* _Task brief_
Upon reaching the line containing "for category in", output that line and all remaining lines exactly, through the end of the entries, and output nothing before it.

* _Dataset extract_
============================================================

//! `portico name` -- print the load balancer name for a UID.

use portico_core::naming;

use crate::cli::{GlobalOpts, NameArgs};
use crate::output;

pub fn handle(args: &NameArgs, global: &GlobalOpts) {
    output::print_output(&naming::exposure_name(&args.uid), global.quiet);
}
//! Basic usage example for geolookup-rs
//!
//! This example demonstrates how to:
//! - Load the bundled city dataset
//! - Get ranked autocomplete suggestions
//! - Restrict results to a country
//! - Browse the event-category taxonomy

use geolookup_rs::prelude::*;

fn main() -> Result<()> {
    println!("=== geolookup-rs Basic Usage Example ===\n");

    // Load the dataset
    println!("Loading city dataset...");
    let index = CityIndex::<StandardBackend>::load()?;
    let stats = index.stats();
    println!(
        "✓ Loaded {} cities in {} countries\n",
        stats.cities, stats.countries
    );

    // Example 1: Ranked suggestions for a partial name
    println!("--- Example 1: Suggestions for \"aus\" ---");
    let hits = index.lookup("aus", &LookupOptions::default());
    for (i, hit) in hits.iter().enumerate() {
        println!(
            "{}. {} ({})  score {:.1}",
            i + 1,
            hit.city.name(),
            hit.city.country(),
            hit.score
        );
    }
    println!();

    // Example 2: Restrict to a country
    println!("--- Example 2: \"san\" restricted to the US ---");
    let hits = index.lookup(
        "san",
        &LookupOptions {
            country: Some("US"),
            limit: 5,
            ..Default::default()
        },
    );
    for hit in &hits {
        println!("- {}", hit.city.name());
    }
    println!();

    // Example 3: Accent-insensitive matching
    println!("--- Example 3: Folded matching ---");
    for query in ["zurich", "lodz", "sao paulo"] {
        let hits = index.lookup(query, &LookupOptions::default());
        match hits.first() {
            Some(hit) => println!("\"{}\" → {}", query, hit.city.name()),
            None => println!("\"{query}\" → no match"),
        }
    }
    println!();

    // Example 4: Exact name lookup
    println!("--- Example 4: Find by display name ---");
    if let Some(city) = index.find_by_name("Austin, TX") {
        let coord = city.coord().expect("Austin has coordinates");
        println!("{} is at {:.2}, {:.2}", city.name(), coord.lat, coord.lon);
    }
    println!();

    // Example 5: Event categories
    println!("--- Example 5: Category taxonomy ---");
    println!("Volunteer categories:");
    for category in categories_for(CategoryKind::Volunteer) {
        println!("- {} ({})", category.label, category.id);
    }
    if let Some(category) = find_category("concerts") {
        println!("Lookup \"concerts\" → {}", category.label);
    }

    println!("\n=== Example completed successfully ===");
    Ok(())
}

============================================================

* _Response_
    for category in categories_for(CategoryKind::Volunteer) {
        println!("- {} ({})", category.label, category.id);
    }
    if let Some(category) = find_category("concerts") {
        println!("Lookup \"concerts\" → {}", category.label);
    }

    println!("\n=== Example completed successfully ===");
    Ok(())
}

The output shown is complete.